I think that's a really important point. Who is going to read this? Nobody. Pretending such an unwieldy document written by a pwME will be useful in all these other situations is cloud cuckoo land. Which is why any care and support plan has to focus on recording planned actions by named professionals written by those professionals in agreement with the pwME.
Yes. Filled out by health/care worker, not patient Succinct Lists patients' important NEEDS that health and care professionals need to meet/respect, hence then... ACTIONS Eta because I accidentally pressed post...a section could be "reasonable adjustments related to accessing healthcare services" and an action could be "get reasonable adjustments needs flagged on shared care record" Eta Trish already included that
IF a document had been filled out by the ME service which included the RIGHT things for e.g. PIP, social care, and it was kept up to date at least annually, THEN it may have been useful for me when applying for e.g. PIP. However, I have many conditions, many of which affect me in ways that feed into PIP and social care needs, many of which have various management strategies plus medications, and cause me to need reasonable adjustments, require reviews etc., so really there needs to be some sort of master, main source of information that specialist areas feed into, that is a concise summary and record of care and....wait...a summary care...something...record? That's it, a Summary Care Record!!! I know there are initiatives underway in the NHS to try to make this happen smoothly, but it is slow, and the record has very limited information. Even end-of-life wishes forms are uploaded by GPs or nurses in the community but not accessed/downloaded by hospitals for some reason or other to do with a) knowledge and will and b) technology.
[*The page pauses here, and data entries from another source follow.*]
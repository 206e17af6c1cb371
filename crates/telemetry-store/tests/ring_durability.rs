//! Durability tests: reopen, crash recovery and long random workloads
//! against a real file and a real SQLite state store.
use std::fs;
use std::io::{Seek, SeekFrom, Write};
use std::path::{Path, PathBuf};
use std::sync::Arc;

use rand::rngs::StdRng;
use rand::{Rng, SeedableRng};

use telemetry_store::format::{self, HEADER_SIZE, RECORD_STRIDE};
use telemetry_store::ring::CURSOR_NAMESPACE;
use telemetry_store::{KvStore, RingLog};
use telemetry_types::SampleRecord;

struct Scratch {
    ring: PathBuf,
    db: PathBuf,
}

impl Scratch {
    fn new(name: &str) -> Self {
        let dir = std::env::temp_dir().join(format!(
            "telemetry_store_test_{}_{}",
            name,
            std::process::id()
        ));
        let _ = fs::remove_dir_all(&dir);
        fs::create_dir_all(&dir).unwrap();
        Self {
            ring: dir.join("queue.bin"),
            db: dir.join("state.db"),
        }
    }

    fn kv(&self) -> Arc<KvStore> {
        Arc::new(KvStore::open(&self.db).unwrap())
    }

    /// Delete the state database (and its WAL files), keeping the ring file.
    fn lose_state(&self) {
        for suffix in ["", "-wal", "-shm"] {
            let mut path = self.db.clone().into_os_string();
            path.push(suffix);
            let _ = fs::remove_file(PathBuf::from(path));
        }
    }
}

impl Drop for Scratch {
    fn drop(&mut self) {
        if let Some(dir) = self.ring.parent() {
            let _ = fs::remove_dir_all(dir);
        }
    }
}

fn size_for(capacity: u64) -> u64 {
    HEADER_SIZE + capacity * RECORD_STRIDE as u64
}

fn rec(ts: u32) -> SampleRecord {
    SampleRecord {
        ts,
        current_ma: 1000 + ts as i32,
        power_dw: 2000 + ts as i32,
        temp_cc: 2500,
        flags: 0,
    }
}

/// Write a slot directly, as `append` would, without touching the cursor:
/// the state left behind by a crash between the data write and the commit.
fn write_slot_without_cursor(path: &Path, capacity: u64, index: u64, record: &SampleRecord) {
    let mut file = fs::OpenOptions::new().write(true).open(path).unwrap();
    let offset = HEADER_SIZE + (index % capacity) * RECORD_STRIDE as u64;
    file.seek(SeekFrom::Start(offset)).unwrap();
    file.write_all(&format::encode_record(record, index)).unwrap();
    file.sync_all().unwrap();
}

#[test]
fn contents_survive_reopen() {
    let scratch = Scratch::new("reopen");
    {
        let mut ring = RingLog::open(&scratch.ring, size_for(32), scratch.kv()).unwrap();
        for ts in 1..=10 {
            ring.append(&rec(ts)).unwrap();
        }
        ring.drop_records(4).unwrap();
    }

    let mut ring = RingLog::open(&scratch.ring, size_for(32), scratch.kv()).unwrap();
    assert_eq!(ring.count_approx(), 6);
    let expected: Vec<_> = (5..=10).map(rec).collect();
    assert_eq!(ring.read_batch(100).unwrap().records, expected);
}

#[test]
fn record_written_before_crash_is_recovered() {
    let scratch = Scratch::new("crash_append");
    {
        let mut ring = RingLog::open(&scratch.ring, size_for(16), scratch.kv()).unwrap();
        for ts in 1..=3 {
            ring.append(&rec(ts)).unwrap();
        }
    }
    write_slot_without_cursor(&scratch.ring, 16, 3, &rec(4));

    let kv = scratch.kv();
    let mut ring = RingLog::open(&scratch.ring, size_for(16), kv.clone()).unwrap();
    assert_eq!(ring.count_approx(), 4);
    assert_eq!(ring.read_batch(10).unwrap().records.last(), Some(&rec(4)));
    // The repaired cursor was persisted.
    assert_eq!(kv.get_u64(CURSOR_NAMESPACE, "head").unwrap(), Some(4));
}

#[test]
fn crash_while_full_keeps_invariant() {
    let scratch = Scratch::new("crash_full");
    {
        let mut ring = RingLog::open(&scratch.ring, size_for(16), scratch.kv()).unwrap();
        for ts in 1..=16 {
            ring.append(&rec(ts)).unwrap();
        }
    }
    // Overwrites ts 1 on disk; the cursor still says head=16, tail=0.
    write_slot_without_cursor(&scratch.ring, 16, 16, &rec(17));

    let mut ring = RingLog::open(&scratch.ring, size_for(16), scratch.kv()).unwrap();
    let cursor = ring.cursor();
    assert_eq!(cursor.head, 17);
    assert_eq!(cursor.tail, 1);
    assert!(cursor.full);
    let batch = ring.read_batch(100).unwrap();
    assert_eq!(batch.records.first(), Some(&rec(2)));
    assert_eq!(batch.records.last(), Some(&rec(17)));
}

#[test]
fn stale_slot_from_previous_lap_is_not_adopted() {
    let scratch = Scratch::new("stale");
    {
        let mut ring = RingLog::open(&scratch.ring, size_for(16), scratch.kv()).unwrap();
        for ts in 1..=20 {
            ring.append(&rec(ts)).unwrap();
        }
        ring.drop_records(16).unwrap();
    }

    // Slot for index 20 still holds index 4 from the previous lap.
    let ring = RingLog::open(&scratch.ring, size_for(16), scratch.kv()).unwrap();
    assert_eq!(ring.cursor().head, 20);
    assert_eq!(ring.count_approx(), 0);
}

#[test]
fn inconsistent_cursor_is_repaired() {
    let scratch = Scratch::new("bad_cursor");
    {
        let mut ring = RingLog::open(&scratch.ring, size_for(16), scratch.kv()).unwrap();
        for ts in 1..=5 {
            ring.append(&rec(ts)).unwrap();
        }
    }
    let kv = scratch.kv();
    kv.put_many(CURSOR_NAMESPACE, &[("head", 5), ("tail", 9), ("full", 1)])
        .unwrap();

    let ring = RingLog::open(&scratch.ring, size_for(16), kv).unwrap();
    let cursor = ring.cursor();
    assert_eq!(cursor.head, 5);
    assert_eq!(cursor.tail, 5);
    assert!(!cursor.full);
    assert_eq!(ring.count_approx(), 0);
}

#[test]
fn cursor_is_rebuilt_after_state_loss_on_wrapped_ring() {
    let scratch = Scratch::new("state_loss_wrapped");
    {
        let mut ring = RingLog::open(&scratch.ring, size_for(16), scratch.kv()).unwrap();
        for ts in 1..=20 {
            ring.append(&rec(ts)).unwrap();
        }
        assert_eq!(ring.count_approx(), 16);
    }
    scratch.lose_state();

    let kv = scratch.kv();
    let mut ring = RingLog::open(&scratch.ring, size_for(16), kv.clone()).unwrap();
    let cursor = ring.cursor();
    assert_eq!(cursor.head, 20);
    assert_eq!(cursor.tail, 4);
    assert!(cursor.full);

    let expected: Vec<_> = (5..=20).map(rec).collect();
    assert_eq!(ring.read_batch(100).unwrap().records, expected);
    assert_eq!(kv.get_u64(CURSOR_NAMESPACE, "head").unwrap(), Some(20));

    // Appends carry on from the rebuilt head.
    ring.append(&rec(21)).unwrap();
    assert_eq!(ring.read_batch(100).unwrap().records.last(), Some(&rec(21)));
}

#[test]
fn cursor_is_rebuilt_after_state_loss_before_wrap() {
    let scratch = Scratch::new("state_loss_partial");
    {
        let mut ring = RingLog::open(&scratch.ring, size_for(16), scratch.kv()).unwrap();
        for ts in 1..=5 {
            ring.append(&rec(ts)).unwrap();
        }
    }
    scratch.lose_state();

    let mut ring = RingLog::open(&scratch.ring, size_for(16), scratch.kv()).unwrap();
    assert_eq!(ring.cursor().head, 5);
    assert_eq!(ring.count_approx(), 5);
    assert_eq!(ring.read_batch(100).unwrap().records.first(), Some(&rec(1)));
}

#[test]
fn empty_ring_stays_empty_after_state_loss() {
    let scratch = Scratch::new("state_loss_empty");
    drop(RingLog::open(&scratch.ring, size_for(16), scratch.kv()).unwrap());
    scratch.lose_state();

    let ring = RingLog::open(&scratch.ring, size_for(16), scratch.kv()).unwrap();
    assert!(ring.cursor().is_empty());
    assert_eq!(ring.cursor().head, 0);
}

#[test]
fn resized_file_is_reformatted() {
    let scratch = Scratch::new("resize");
    {
        let mut ring = RingLog::open(&scratch.ring, size_for(16), scratch.kv()).unwrap();
        for ts in 1..=8 {
            ring.append(&rec(ts)).unwrap();
        }
    }

    let ring = RingLog::open(&scratch.ring, size_for(64), scratch.kv()).unwrap();
    assert_eq!(ring.capacity(), 64);
    assert_eq!(ring.count_approx(), 0);
    assert_eq!(fs::metadata(&scratch.ring).unwrap().len(), size_for(64));
}

#[test]
fn random_workload_holds_ring_invariant() {
    let scratch = Scratch::new("random");
    let capacity = 24u64;
    let mut ring = RingLog::open(&scratch.ring, size_for(capacity), scratch.kv()).unwrap();
    let mut rng = StdRng::seed_from_u64(0x5EED);

    // Model of what should be queued.
    let mut model: std::collections::VecDeque<SampleRecord> = Default::default();
    let mut next_ts = 1u32;

    for _ in 0..600 {
        if rng.random_bool(0.65) {
            let r = rec(next_ts);
            next_ts += 1;
            ring.append(&r).unwrap();
            model.push_back(r);
            if model.len() as u64 > capacity {
                model.pop_front();
            }
        } else {
            let n = rng.random_range(0..8u64);
            let dropped = ring.drop_records(n).unwrap();
            assert_eq!(dropped, n.min(model.len() as u64));
            for _ in 0..dropped {
                model.pop_front();
            }
        }

        let cursor = ring.cursor();
        assert!(cursor.len() <= capacity);
        assert_eq!(cursor.full, cursor.len() >= capacity);
        assert_eq!(ring.count_approx(), model.len() as u64);

        let max = rng.random_range(0..40usize);
        let batch = ring.read_batch(max).unwrap();
        assert!(batch.span <= cursor.len());
        assert_eq!(batch.start, cursor.tail);
        let expected: Vec<_> = model.iter().take(max).copied().collect();
        assert_eq!(batch.records, expected);
    }
}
I dunno, I think the NHS are working towards computerised records but it’s not all talking to each others GP/hospital/trust. So, paper it is! I spent a time filling in a load of my useful info on some app from my GP which has been replaced by the NhS app so that’s a waste of effort from me.
Apart from the asthma plan, none of them are medical care plans either. This is supposed to be for healthcare professionals in medical settings. Nobody has time to look at this stuff, not even in primary care. For many patients, they have what they need in the summary record—age, sex, diagnoses, meds, recent issues—and the only way to improve that usefully would be to add equally brief notes about access and care needs. The DWP approach to this is that unmet needs are still qualifying needs, which is quite helpful. A lot of pwME don't have care support, for instance, because they can just about scrape by without it. This ought to be captured somewhere; one small additional burden can completely change their landscape in a way that's currently invisible to everyone.
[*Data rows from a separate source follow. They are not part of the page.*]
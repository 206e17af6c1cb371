/// Shared data model for the telemetry appliance.
///
/// `models` holds the fixed-point sample produced by the sensor side;
/// `api` holds the JSON shapes exchanged with the collection endpoint.
pub mod api;
pub mod models;

pub use api::{DataRequest, RegisterRequest, ServerReply, SyncTimeRequest};
pub use models::SampleRecord;
pub mod error;
pub mod format;
pub mod migrations;
pub mod queries;
pub mod ring;

use rusqlite::Connection;
use std::path::Path;
use std::sync::Mutex;
use tracing::info;

pub use error::StoreError;
pub use ring::{Batch, Cursor, RingLog, SharedRing, lock_ring};

/// Small durable key-value store for counters that must survive restarts:
/// the ring cursor and the uplink sequence number.
///
/// Keys are grouped by namespace so each owner only touches its own rows.
pub struct KvStore {
    conn: Mutex<Connection>,
}

impl KvStore {
    pub fn open(path: &Path) -> Result<Self, StoreError> {
        let conn = Connection::open(path)?;

        // WAL keeps a committed cursor intact across power loss
        conn.pragma_update(None, "journal_mode", "WAL")?;
        conn.pragma_update(None, "synchronous", "FULL")?;

        migrations::run(&conn)?;

        info!("State store opened at {}", path.display());
        Ok(Self {
            conn: Mutex::new(conn),
        })
    }

    pub fn open_in_memory() -> Result<Self, StoreError> {
        let conn = Connection::open_in_memory()?;
        migrations::run(&conn)?;
        Ok(Self {
            conn: Mutex::new(conn),
        })
    }

    pub fn with_conn<F, T>(&self, f: F) -> Result<T, StoreError>
    where
        F: FnOnce(&mut Connection) -> Result<T, StoreError>,
    {
        let mut conn = self
            .conn
            .lock()
            .map_err(|_| StoreError::LockPoisoned("state store"))?;
        f(&mut conn)
    }
}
Yes, but the afme thing seems to want to gather information that is not medical information as such and would theoretically be useful for the DWP (very useful in fact, because they could easily use the information against you - as discussed).
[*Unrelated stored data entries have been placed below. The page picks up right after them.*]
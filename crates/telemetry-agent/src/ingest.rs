use std::io::BufRead;

use serde::Deserialize;
use tokio::sync::{mpsc, watch};
use tracing::{debug, error, info, warn};

use telemetry_store::{SharedRing, lock_ring};
use telemetry_types::SampleRecord;

/// One NDJSON line from the sensor subsystem. `ts` may be omitted, in which
/// case the sample is stamped on arrival.
#[derive(Debug, Deserialize)]
struct IncomingSample {
    #[serde(default)]
    ts: Option<u32>,
    #[serde(rename = "current_mA")]
    current_ma: i32,
    #[serde(rename = "power_dW")]
    power_dw: i32,
    #[serde(rename = "temp_cC")]
    temp_cc: i16,
    #[serde(default)]
    flags: u16,
}

/// Parse one input line. Blank lines yield `None`.
pub fn parse_line(line: &str, now: u32) -> Result<Option<SampleRecord>, serde_json::Error> {
    let line = line.trim();
    if line.is_empty() {
        return Ok(None);
    }

    let sample: IncomingSample = serde_json::from_str(line)?;
    Ok(Some(SampleRecord {
        ts: sample.ts.unwrap_or(now),
        current_ma: sample.current_ma,
        power_dw: sample.power_dw,
        temp_cc: sample.temp_cc,
        flags: sample.flags,
    }))
}

fn unix_now() -> u32 {
    chrono::Utc::now().timestamp().clamp(0, u32::MAX as i64) as u32
}

/// Forward stdin lines from a dedicated thread.
///
/// Blocking stdin reads would otherwise pin a runtime worker and hold up
/// shutdown. The thread ends at EOF or once the receiver is gone.
pub fn spawn_stdin_reader() -> mpsc::Receiver<String> {
    let (tx, rx) = mpsc::channel(64);
    std::thread::spawn(move || {
        for line in std::io::stdin().lock().lines() {
            match line {
                Ok(line) => {
                    if tx.blocking_send(line).is_err() {
                        break;
                    }
                }
                Err(e) => {
                    error!("stdin read failed: {}", e);
                    break;
                }
            }
        }
    });
    rx
}

/// Append every well-formed line to the ring until input ends or shutdown
/// is requested. Returns the number of records appended.
pub async fn run_ingest(
    mut lines: mpsc::Receiver<String>,
    ring: SharedRing,
    mut shutdown: watch::Receiver<bool>,
) -> u64 {
    let mut appended = 0u64;
    let mut line_no = 0u64;

    loop {
        let line = tokio::select! {
            line = lines.recv() => match line {
                Some(line) => line,
                None => {
                    info!("Sample input closed after {} record(s)", appended);
                    break;
                }
            },
            changed = shutdown.changed() => {
                if changed.is_err() || *shutdown.borrow() {
                    break;
                }
                continue;
            }
        };
        line_no += 1;

        let rec = match parse_line(&line, unix_now()) {
            Ok(Some(rec)) => rec,
            Ok(None) => continue,
            Err(e) => {
                warn!(line = line_no, "Skipping malformed sample: {}", e);
                continue;
            }
        };

        let result = lock_ring(&ring).and_then(|mut ring| ring.append(&rec));
        match result {
            Ok(()) => {
                appended += 1;
                debug!(ts = rec.ts, heater = rec.heater_active(), "Sample queued");
            }
            Err(e) => error!(ts = rec.ts, "Failed to queue sample: {}", e),
        }
    }

    appended
}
It is all happening in pockets. Every GP surgery uses one of a few different systems, trusts have their own overall systems and each department has its various systems that suit their care processes, there is THE summary care record which all can see but is very limited as you say, then there are entirely different softwares/apps that are designed to plug in to all of these for specific reasons e.g. with a RESPECT+ form for end of life care. But everybody wants to do their own thing.